David B Rosen1, Wei Cao, Danielle T Avery, Stuart G Tangye, Yong-Jun Liu, J P Houchins, Lewis L Lanier.   

Abstract

Lectin-like transcript-1 (LLT1) (also named osteoclast inhibitory lectin or CLEC2D) is a ligand for the human NKR-P1A (CD161) receptor, present on NK cells and T cells. To further understand the physiological relevance of this interaction, we developed mAbs against LLT1, characterized the expression pattern of LLT1, and explored the functional consequence of LLT1 engagement of the NKR-P1A receptor on NK cells and T cells.
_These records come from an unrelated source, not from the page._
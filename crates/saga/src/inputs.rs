//! Caller-supplied step inputs.

use std::collections::HashMap;

use serde::Serialize;
use serde_json::Value;

use crate::error::{Result, SagaError};

/// Marks a list input as "run the step once per element".
#[derive(Debug, Clone)]
pub struct ExpandEach<T> {
    items: Vec<T>,
}

impl<T> ExpandEach<T> {
    pub fn of(items: impl IntoIterator<Item = T>) -> Self {
        Self {
            items: items.into_iter().collect(),
        }
    }

    pub fn len(&self) -> usize {
        self.items.len()
    }

    pub fn is_empty(&self) -> bool {
        self.items.is_empty()
    }
}

/// The value bound to one step.
#[derive(Debug, Clone, PartialEq)]
pub enum StepInput {
    /// One invocation with this value.
    Single(Value),
    /// One sibling invocation per element.
    Each(Vec<Value>),
}

/// Per-execution binding of input values to step ids.
///
/// Steps with no binding run once with a `null` input (or are skipped
/// if they require an input).
#[derive(Debug, Clone, Default)]
pub struct StepInputs {
    inputs: HashMap<String, StepInput>,
}

impl StepInputs {
    pub fn builder() -> StepInputsBuilder {
        StepInputsBuilder::default()
    }

    /// Inputs with no bindings at all.
    pub fn empty() -> Self {
        Self::default()
    }

    pub fn get(&self, step: &str) -> Option<&StepInput> {
        self.inputs.get(step)
    }

    pub fn steps(&self) -> impl Iterator<Item = &str> {
        self.inputs.keys().map(String::as_str)
    }

    pub fn len(&self) -> usize {
        self.inputs.len()
    }

    pub fn is_empty(&self) -> bool {
        self.inputs.is_empty()
    }
}

/// Builder for [`StepInputs`].
///
/// Serialization errors are held until [`build`](Self::build) so calls
/// can be chained.
#[derive(Debug, Default)]
pub struct StepInputsBuilder {
    inputs: HashMap<String, StepInput>,
    error: Option<SagaError>,
}

impl StepInputsBuilder {
    /// Binds a single value to `step`.
    pub fn for_step<T: Serialize>(mut self, step: impl Into<String>, value: T) -> Self {
        let step = step.into();
        match serde_json::to_value(value) {
            Ok(value) => {
                self.inputs.insert(step, StepInput::Single(value));
            }
            Err(source) => self.record_error(step, source),
        }
        self
    }

    /// Binds `value` to `step` if present; leaves the step unbound otherwise.
    pub fn for_step_opt<T: Serialize>(self, step: impl Into<String>, value: Option<T>) -> Self {
        match value {
            Some(value) => self.for_step(step, value),
            None => self,
        }
    }

    /// Binds a list to `step`; the step runs once per element.
    pub fn for_step_expanded<T: Serialize>(
        mut self,
        step: impl Into<String>,
        each: ExpandEach<T>,
    ) -> Self {
        let step = step.into();
        let values: std::result::Result<Vec<Value>, _> =
            each.items.into_iter().map(serde_json::to_value).collect();
        match values {
            Ok(values) => {
                self.inputs.insert(step, StepInput::Each(values));
            }
            Err(source) => self.record_error(step, source),
        }
        self
    }

    fn record_error(&mut self, step: String, source: serde_json::Error) {
        if self.error.is_none() {
            self.error = Some(SagaError::InputSerialization { step, source });
        }
    }

    pub fn build(self) -> Result<StepInputs> {
        match self.error {
            Some(err) => Err(err),
            None => Ok(StepInputs {
                inputs: self.inputs,
            }),
        }
    }
}

#[cfg(test)]
mod tests {
    use super::*;
    use serde_json::json;

    #[derive(Serialize)]
    struct Address {
        city: &'static str,
    }

    #[test]
    fn test_single_and_expanded_bindings() {
        let inputs = StepInputs::builder()
            .for_step("registerParty", json!({"partyKind": "INDIVIDUAL"}))
            .for_step_expanded(
                "registerAddress",
                ExpandEach::of([Address { city: "Madrid" }, Address { city: "Lima" }]),
            )
            .build()
            .unwrap();

        assert_eq!(inputs.len(), 2);
        assert_eq!(
            inputs.get("registerParty"),
            Some(&StepInput::Single(json!({"partyKind": "INDIVIDUAL"})))
        );
        assert_eq!(
            inputs.get("registerAddress"),
            Some(&StepInput::Each(vec![
                json!({"city": "Madrid"}),
                json!({"city": "Lima"})
            ]))
        );
        assert!(inputs.get("registerEmail").is_none());
    }

    #[test]
    fn test_optional_binding() {
        let inputs = StepInputs::builder()
            .for_step_opt("registerPep", None::<u32>)
            .for_step_opt("registerNaturalPerson", Some(1))
            .build()
            .unwrap();
        assert!(inputs.get("registerPep").is_none());
        assert!(inputs.get("registerNaturalPerson").is_some());
    }

    #[test]
    fn test_empty_expansion_is_kept() {
        let inputs = StepInputs::builder()
            .for_step_expanded("registerEmail", ExpandEach::<u32>::of([]))
            .build()
            .unwrap();
        assert_eq!(inputs.get("registerEmail"), Some(&StepInput::Each(vec![])));
    }

    #[test]
    fn test_serialization_error_surfaces_on_build() {
        let mut bad = HashMap::new();
        bad.insert((1, 2), "tuple keys are not valid JSON object keys");
        let result = StepInputs::builder()
            .for_step("ok", 1)
            .for_step("bad", bad)
            .build();
        assert!(matches!(
            result,
            Err(SagaError::InputSerialization { ref step, .. }) if step == "bad"
        ));
    }
}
LLT1 is expressed on TLR-activated plasmacytoid dendritic, TLR-activated monocyte-derived dendritic cells, and on B cells stimulated through TLR9, surface Ig, or CD40. Interactions between NKR-P1A on NK cells and LLT1 on target cells inhibit NK cell-mediated cytotoxicity and cytokine production and can inhibit TNF-alpha production by TCR-activated NKR-P1A(+) CD8(+) T cells. In contrast, NKR-P1A failed to inhibit or augment the TCR-dependent activation of NKR-P1A-bearing CD4(+) T cells. Expression of LLT1 on activated dendritic cells and B cells suggests that it might regulate the cross-talk between NK cells and APCs.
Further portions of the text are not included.